▸ **AIM OF THE TASK**: Can you restate the lines of the entries below, word for word, from the first one through the line that includes "pub const DEFAULT_RATE_LIMIT_COOLDOWN_SECS: u64"?

▸ **PROVIDED INFORMATION**:
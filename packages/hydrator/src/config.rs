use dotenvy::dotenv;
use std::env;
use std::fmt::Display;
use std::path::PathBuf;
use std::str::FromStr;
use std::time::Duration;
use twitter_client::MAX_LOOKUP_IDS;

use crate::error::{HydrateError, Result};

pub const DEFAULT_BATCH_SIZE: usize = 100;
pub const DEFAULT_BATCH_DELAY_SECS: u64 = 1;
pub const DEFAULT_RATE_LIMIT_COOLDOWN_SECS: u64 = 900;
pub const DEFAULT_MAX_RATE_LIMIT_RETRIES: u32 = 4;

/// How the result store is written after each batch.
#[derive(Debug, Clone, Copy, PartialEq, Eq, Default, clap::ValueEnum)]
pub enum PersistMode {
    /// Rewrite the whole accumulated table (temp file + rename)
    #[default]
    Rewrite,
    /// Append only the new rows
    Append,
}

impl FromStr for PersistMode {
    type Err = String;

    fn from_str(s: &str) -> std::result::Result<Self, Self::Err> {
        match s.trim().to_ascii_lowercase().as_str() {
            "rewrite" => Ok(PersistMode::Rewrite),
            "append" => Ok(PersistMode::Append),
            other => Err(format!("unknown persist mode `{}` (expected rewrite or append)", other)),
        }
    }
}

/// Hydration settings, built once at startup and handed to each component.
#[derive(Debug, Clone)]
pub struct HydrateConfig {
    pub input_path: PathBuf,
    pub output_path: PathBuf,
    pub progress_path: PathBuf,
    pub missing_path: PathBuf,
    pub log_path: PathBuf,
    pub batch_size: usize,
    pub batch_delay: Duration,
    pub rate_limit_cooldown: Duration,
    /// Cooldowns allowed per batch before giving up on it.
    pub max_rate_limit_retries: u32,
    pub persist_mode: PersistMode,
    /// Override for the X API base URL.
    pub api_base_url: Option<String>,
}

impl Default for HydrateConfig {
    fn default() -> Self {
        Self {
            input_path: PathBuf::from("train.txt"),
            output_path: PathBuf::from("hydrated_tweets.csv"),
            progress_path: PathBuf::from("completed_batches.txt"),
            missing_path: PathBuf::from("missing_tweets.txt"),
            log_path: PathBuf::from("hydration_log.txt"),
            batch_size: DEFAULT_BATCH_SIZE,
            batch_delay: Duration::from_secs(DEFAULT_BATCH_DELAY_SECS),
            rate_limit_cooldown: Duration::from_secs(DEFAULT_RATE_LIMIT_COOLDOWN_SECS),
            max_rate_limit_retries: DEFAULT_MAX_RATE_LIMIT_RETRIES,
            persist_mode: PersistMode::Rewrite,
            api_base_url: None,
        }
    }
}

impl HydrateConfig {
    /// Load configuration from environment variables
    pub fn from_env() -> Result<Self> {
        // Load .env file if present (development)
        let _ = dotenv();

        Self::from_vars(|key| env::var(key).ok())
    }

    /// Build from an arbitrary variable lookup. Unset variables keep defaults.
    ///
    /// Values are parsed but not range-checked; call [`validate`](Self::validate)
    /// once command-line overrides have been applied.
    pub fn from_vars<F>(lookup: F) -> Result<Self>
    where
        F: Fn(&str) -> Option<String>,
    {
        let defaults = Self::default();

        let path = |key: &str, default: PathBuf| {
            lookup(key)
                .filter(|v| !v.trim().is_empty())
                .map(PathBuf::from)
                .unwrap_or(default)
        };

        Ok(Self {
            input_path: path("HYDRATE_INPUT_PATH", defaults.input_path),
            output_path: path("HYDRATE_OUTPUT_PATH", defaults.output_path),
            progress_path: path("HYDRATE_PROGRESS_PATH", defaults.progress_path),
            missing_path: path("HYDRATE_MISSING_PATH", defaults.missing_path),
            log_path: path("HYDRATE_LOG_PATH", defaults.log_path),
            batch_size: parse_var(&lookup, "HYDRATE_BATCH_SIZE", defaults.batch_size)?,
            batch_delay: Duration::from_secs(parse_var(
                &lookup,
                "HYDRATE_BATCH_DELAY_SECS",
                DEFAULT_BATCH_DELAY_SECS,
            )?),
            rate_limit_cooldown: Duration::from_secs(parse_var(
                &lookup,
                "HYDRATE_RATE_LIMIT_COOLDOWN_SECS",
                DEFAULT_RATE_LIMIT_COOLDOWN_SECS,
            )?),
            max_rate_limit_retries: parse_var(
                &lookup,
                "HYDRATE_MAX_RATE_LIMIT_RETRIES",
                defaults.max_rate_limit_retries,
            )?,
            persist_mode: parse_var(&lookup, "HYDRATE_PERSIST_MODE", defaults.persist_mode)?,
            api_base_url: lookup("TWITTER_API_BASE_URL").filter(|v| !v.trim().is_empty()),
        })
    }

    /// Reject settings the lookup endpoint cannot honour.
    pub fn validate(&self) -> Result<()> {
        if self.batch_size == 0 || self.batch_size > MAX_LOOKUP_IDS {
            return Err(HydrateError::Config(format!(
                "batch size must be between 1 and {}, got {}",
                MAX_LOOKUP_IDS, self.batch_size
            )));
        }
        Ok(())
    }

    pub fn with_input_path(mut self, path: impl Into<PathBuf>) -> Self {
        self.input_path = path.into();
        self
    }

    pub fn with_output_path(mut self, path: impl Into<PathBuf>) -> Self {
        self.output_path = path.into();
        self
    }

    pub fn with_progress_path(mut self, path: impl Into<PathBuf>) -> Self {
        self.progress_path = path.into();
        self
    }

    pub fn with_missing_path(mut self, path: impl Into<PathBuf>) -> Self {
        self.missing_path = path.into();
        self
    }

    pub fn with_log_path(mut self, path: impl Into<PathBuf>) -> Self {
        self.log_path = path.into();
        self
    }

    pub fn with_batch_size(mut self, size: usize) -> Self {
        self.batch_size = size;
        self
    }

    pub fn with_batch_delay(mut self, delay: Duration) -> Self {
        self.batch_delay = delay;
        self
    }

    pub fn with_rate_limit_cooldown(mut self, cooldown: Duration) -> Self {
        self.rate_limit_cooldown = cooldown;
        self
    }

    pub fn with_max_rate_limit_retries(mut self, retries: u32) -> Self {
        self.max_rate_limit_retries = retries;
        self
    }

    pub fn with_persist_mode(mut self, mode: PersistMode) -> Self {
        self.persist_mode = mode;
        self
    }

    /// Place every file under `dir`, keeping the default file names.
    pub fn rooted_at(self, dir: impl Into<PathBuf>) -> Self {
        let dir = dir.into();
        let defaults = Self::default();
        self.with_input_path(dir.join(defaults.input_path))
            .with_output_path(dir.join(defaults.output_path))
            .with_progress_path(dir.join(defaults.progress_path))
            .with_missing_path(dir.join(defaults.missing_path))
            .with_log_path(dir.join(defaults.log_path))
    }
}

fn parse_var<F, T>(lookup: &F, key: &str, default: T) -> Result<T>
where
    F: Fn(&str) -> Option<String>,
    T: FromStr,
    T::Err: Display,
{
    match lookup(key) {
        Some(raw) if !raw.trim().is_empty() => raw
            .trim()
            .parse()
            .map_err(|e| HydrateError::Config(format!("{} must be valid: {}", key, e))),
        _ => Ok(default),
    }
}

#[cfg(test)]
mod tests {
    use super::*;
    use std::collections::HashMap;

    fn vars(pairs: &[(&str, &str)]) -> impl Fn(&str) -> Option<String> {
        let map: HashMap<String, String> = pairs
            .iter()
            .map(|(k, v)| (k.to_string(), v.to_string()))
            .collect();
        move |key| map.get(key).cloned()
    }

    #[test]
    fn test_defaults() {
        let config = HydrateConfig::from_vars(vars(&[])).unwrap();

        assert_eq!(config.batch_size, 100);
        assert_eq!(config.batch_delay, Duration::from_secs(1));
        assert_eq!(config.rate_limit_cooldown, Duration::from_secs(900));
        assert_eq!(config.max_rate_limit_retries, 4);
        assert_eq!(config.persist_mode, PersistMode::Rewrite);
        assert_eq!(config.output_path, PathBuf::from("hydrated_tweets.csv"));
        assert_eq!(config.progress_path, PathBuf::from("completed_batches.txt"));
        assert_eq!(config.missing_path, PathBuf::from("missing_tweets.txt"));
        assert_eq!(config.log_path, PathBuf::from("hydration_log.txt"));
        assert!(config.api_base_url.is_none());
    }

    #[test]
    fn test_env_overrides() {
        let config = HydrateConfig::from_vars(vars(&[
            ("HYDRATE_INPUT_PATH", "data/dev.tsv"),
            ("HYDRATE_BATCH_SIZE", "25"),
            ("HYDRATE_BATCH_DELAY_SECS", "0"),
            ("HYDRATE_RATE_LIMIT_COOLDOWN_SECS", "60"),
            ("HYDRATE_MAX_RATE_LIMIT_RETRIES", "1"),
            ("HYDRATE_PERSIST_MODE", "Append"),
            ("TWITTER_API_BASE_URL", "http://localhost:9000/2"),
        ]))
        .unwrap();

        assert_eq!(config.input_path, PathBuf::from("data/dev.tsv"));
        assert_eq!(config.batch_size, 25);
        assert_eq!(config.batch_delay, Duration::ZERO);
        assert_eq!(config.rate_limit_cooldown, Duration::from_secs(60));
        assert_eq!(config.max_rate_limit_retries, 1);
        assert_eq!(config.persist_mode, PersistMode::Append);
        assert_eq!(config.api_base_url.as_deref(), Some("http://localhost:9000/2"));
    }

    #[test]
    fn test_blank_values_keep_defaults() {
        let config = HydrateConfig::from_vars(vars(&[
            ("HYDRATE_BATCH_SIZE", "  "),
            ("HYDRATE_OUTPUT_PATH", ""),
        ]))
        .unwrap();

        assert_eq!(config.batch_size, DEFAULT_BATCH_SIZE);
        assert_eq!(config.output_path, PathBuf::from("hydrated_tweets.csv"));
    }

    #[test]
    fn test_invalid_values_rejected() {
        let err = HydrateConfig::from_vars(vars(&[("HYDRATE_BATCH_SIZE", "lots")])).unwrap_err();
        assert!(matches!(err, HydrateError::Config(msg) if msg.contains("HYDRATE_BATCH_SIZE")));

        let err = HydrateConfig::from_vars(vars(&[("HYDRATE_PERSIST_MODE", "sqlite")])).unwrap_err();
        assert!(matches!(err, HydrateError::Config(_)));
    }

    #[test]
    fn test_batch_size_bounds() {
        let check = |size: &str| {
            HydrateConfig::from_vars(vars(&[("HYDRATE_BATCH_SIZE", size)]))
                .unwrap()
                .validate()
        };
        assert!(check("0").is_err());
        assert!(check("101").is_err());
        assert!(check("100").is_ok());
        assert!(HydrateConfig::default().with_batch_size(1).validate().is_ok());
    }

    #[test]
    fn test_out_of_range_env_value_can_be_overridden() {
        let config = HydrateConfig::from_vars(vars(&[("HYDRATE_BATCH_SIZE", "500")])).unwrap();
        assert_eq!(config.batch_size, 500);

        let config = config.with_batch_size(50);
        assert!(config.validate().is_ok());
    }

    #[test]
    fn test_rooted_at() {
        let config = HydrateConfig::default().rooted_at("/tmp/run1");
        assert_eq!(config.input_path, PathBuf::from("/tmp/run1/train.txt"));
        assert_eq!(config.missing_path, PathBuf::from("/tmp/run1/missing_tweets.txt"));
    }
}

▸ **YOUR SOLUTION**:
filename packages/hydrator/src/config.rs
use dotenvy::dotenv;
use std::env;
use std::fmt::Display;
use std::path::PathBuf;
use std::str::FromStr;
use std::time::Duration;
use twitter_client::MAX_LOOKUP_IDS;

use crate::error::{HydrateError, Result};

pub const DEFAULT_BATCH_SIZE: usize = 100;
pub const DEFAULT_BATCH_DELAY_SECS: u64 = 1;
pub const DEFAULT_RATE_LIMIT_COOLDOWN_SECS: u64 = 900;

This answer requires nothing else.